D’où vous vient votre intérêt pour la joaillerie ? Depuis tout petit, j’adore les bijoux et je pense que cette passion m’a été transmise par ma grand-mère qui était quasiment une collectionneuse. Elle se damnait pour des pièces volumineuses, des grosses bagues, des manchettes imposantes. Cela m’a influencé, au même titre d’ailleurs que mon amour pour l’histoire et les siècles passés. En grandissant, j’ai commencé à collectionner de la joaillerie de différents styles, de différentes époques, en procédant par strates comme un géologue ! J’ai des camées dont certains taillés dans de la lave, des bijoux anglais de l’époque victorienne, des micro-mosaïques néoclassiques italiennes… J’aime l’école romaine, Castellani, et puis je suis toujours à la recherche de pièces aussi plus ordinaires. Je nourris également une grande passion pour les pierres. Mais ce qui me plaît le plus, c’est vraiment le travail artisanal. J’apprécie cette idée de revival d’une autre époque. Les bijoux sont de petits chefs-d’oeuvre. C’est devenu une grande passion car je crois que ces objets ont un pouvoir magique.

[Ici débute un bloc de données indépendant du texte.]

//! # cMix Rounds Testkit
//!
//! Testing utilities for cMix round tracking.
//!
//! ## Overview
//!
//! This crate provides:
//!
//! - **Golden vectors**: Marshalled trackers with their exact expected bytes
//! - **Generators**: Proptest strategies for property-based testing
//! - **Fixtures**: Helpers for setting up trackers and peers
//!
//! ## Golden Vectors
//!
//! Golden vectors pin the wire format across implementations:
//!
//! ```rust
//! use cmix_rounds_testkit::vectors::{all_vectors, encode_vector};
//!
//! for vector in all_vectors() {
//!     let bytes = encode_vector(&vector);
//!     println!("{}: {}", vector.name, hex::encode(bytes));
//! }
//! ```
//!
//! ## Property Testing
//!
//! Use the generators with proptest:
//!
//! ```rust,ignore
//! use proptest::prelude::*;
//! use cmix_rounds_testkit::generators::RoundHistory;
//!
//! proptest! {
//!     #[test]
//!     fn window_fits_buffer(history: RoundHistory) {
//!         let (kr, _) = history.replay();
//!         prop_assert!(kr.last_checked() + 1 - kr.first_unchecked() <= kr.len() as u64);
//!     }
//! }
//! ```
//!
//! ## Test Fixtures
//!
//! ```rust
//! use cmix_rounds_testkit::fixtures::known_rounds_with;
//!
//! let kr = known_rounds_with(128, [0, 1, 2, 5]);
//! assert_eq!(kr.first_unchecked(), 3);
//! ```

pub mod fixtures;
pub mod generators;
pub mod vectors;

pub use fixtures::{known_rounds_with, peer_fixtures, wrapped_window, TestFixture};
pub use generators::{RoundHistory, RoundOp};
pub use vectors::{all_vectors, encode_vector, verify_all_vectors, GoldenVector};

C’est cela qui vous a conduit à lancer l’an dernier votre première
collection de haute joaillerie ? Sans doute! Pour «Hortus Deliciarum», que j’ai voulue la plus éclectique possible, j’ai imaginé ouvrir le coffre-fort d’un homme ou d’une femme qui aurait cette même obsession que moi pour les bijoux. C’est une expression chorale avec plusieurs voix issues du classicisme.